**GOAL OF THE EXERCISE**: Copy every line of the records below where the word "label" occurs.

**GIVEN DATA**:

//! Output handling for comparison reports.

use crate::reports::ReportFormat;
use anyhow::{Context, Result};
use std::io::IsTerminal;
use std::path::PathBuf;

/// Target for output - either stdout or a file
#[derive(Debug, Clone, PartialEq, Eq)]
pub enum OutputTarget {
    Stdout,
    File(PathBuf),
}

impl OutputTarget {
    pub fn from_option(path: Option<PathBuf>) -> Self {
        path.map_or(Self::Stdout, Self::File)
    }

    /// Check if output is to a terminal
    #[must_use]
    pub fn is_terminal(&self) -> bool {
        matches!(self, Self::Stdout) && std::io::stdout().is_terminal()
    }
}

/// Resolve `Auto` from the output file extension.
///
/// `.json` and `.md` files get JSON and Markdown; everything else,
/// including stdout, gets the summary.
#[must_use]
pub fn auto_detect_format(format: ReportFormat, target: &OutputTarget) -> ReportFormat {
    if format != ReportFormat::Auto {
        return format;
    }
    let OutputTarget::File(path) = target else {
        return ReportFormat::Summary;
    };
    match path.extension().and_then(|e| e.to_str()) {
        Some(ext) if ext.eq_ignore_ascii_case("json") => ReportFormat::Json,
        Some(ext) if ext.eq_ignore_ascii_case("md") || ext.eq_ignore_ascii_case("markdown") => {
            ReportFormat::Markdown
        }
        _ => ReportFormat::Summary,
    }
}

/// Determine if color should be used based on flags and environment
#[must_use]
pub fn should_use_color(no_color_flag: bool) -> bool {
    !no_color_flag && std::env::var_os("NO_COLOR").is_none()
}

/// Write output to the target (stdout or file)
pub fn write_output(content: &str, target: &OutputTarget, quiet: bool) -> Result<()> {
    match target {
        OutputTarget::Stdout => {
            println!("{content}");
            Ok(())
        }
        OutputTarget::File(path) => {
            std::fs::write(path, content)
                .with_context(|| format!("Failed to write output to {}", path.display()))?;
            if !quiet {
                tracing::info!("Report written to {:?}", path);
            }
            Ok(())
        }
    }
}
==
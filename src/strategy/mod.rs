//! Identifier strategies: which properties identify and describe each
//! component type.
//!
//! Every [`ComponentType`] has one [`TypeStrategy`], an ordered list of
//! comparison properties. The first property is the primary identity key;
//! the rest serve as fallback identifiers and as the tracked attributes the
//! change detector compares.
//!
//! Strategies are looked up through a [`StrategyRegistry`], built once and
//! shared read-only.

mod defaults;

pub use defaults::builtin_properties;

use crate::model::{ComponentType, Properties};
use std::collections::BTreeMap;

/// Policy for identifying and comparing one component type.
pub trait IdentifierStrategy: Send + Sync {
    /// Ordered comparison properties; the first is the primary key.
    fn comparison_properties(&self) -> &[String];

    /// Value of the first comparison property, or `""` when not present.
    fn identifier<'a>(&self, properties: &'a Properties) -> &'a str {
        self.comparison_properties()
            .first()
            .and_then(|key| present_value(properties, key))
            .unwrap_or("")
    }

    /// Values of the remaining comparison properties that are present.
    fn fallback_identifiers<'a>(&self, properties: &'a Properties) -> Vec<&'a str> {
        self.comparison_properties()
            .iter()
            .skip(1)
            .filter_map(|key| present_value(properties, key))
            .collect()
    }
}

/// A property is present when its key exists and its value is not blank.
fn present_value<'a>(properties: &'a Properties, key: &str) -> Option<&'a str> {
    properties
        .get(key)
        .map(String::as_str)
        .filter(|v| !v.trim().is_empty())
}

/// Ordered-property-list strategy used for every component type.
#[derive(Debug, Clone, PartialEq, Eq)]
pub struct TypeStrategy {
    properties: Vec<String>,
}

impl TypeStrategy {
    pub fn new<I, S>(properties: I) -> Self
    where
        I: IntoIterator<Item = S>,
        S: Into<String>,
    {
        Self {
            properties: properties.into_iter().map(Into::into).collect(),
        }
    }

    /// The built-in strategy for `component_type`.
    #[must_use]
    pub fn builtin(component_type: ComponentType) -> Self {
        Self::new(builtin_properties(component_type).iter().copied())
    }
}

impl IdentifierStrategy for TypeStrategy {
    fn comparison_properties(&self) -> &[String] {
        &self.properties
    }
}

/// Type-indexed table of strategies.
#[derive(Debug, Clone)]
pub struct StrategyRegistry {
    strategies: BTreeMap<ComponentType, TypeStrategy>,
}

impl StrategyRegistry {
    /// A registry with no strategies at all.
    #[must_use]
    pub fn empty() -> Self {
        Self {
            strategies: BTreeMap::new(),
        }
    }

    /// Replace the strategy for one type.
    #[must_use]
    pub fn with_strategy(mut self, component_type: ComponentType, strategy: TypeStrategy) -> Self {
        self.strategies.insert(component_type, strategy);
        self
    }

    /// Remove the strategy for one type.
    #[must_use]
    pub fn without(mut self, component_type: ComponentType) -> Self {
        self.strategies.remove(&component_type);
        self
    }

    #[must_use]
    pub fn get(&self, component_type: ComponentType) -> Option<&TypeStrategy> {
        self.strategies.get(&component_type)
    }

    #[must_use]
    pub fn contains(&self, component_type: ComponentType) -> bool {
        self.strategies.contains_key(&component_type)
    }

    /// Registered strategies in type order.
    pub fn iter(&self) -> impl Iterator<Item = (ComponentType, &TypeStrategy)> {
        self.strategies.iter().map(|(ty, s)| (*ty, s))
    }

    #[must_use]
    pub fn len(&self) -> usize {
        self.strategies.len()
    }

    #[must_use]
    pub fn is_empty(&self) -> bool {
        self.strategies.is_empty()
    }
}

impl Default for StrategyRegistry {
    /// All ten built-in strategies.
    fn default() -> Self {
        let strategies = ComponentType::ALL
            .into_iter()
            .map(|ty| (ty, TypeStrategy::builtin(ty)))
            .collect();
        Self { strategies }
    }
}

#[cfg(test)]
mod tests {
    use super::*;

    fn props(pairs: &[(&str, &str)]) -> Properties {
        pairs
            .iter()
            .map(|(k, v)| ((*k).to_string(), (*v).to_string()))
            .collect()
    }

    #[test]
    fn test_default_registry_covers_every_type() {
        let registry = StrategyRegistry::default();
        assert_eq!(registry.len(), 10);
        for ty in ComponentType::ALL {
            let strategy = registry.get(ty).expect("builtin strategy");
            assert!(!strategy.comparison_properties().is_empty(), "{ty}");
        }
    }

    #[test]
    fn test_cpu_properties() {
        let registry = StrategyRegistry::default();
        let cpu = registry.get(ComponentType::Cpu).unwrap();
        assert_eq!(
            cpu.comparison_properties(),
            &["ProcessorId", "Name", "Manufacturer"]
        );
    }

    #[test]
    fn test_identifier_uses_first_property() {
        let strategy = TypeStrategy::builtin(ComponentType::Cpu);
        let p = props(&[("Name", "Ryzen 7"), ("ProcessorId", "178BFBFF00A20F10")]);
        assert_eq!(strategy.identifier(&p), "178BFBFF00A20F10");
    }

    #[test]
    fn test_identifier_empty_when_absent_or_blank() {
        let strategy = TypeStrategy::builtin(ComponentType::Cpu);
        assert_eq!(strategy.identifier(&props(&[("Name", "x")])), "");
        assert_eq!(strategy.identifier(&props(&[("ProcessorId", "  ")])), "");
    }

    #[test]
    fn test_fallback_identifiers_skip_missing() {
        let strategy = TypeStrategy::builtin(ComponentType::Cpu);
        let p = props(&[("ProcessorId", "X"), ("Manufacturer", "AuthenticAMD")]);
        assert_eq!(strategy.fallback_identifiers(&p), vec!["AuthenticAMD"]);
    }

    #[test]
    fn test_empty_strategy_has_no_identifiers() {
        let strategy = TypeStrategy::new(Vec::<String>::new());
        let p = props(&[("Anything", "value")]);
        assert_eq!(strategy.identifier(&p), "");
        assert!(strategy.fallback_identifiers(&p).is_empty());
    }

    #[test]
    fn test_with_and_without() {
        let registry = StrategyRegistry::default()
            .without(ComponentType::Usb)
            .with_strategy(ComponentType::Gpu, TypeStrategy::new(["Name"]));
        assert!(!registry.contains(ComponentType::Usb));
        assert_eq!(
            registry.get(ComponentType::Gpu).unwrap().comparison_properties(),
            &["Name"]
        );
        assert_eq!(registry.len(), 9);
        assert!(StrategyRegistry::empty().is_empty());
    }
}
==
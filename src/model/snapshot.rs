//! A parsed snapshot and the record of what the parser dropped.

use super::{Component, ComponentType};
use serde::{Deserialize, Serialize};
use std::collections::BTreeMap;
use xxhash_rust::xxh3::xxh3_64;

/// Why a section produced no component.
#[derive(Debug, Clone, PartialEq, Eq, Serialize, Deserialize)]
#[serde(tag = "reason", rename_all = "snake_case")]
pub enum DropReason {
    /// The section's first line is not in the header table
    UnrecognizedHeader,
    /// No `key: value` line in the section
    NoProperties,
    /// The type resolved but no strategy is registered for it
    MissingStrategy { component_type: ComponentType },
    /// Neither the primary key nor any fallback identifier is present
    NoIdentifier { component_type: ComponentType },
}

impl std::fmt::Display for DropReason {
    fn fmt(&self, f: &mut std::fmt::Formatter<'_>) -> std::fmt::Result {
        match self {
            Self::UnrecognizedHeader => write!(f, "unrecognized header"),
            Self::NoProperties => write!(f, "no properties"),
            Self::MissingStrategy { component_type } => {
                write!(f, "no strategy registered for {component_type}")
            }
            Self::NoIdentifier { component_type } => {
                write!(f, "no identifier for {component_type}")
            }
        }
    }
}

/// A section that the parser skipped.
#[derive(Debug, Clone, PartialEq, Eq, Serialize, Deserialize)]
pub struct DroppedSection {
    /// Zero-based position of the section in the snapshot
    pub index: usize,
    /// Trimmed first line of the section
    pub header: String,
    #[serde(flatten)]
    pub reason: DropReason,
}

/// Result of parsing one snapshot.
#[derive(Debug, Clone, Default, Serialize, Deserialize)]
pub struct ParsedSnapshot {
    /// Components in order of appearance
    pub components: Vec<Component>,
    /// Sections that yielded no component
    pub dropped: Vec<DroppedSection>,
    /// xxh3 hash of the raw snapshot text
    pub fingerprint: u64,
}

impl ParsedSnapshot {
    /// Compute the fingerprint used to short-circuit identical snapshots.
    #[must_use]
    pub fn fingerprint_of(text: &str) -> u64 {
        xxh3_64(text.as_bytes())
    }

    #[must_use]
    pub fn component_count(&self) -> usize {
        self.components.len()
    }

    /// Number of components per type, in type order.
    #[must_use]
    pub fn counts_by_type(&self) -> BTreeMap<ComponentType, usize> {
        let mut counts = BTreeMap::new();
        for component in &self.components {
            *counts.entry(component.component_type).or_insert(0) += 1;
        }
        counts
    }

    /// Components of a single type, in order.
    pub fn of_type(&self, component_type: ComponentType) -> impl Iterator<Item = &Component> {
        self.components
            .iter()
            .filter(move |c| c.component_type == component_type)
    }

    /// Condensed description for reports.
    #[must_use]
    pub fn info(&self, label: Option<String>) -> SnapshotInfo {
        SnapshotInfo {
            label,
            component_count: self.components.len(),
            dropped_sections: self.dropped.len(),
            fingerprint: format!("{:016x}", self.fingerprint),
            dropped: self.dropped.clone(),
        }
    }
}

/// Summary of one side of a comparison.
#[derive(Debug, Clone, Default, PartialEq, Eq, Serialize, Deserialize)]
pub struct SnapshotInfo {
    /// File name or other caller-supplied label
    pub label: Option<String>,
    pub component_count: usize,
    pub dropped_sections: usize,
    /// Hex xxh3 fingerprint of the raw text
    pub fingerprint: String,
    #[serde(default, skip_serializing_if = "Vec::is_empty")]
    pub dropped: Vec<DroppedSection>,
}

**SOLVED PROBLEM**:
    pub fn info(&self, label: Option<String>) -> SnapshotInfo {
            label,
    /// File name or other caller-supplied label
    pub label: Option<String>,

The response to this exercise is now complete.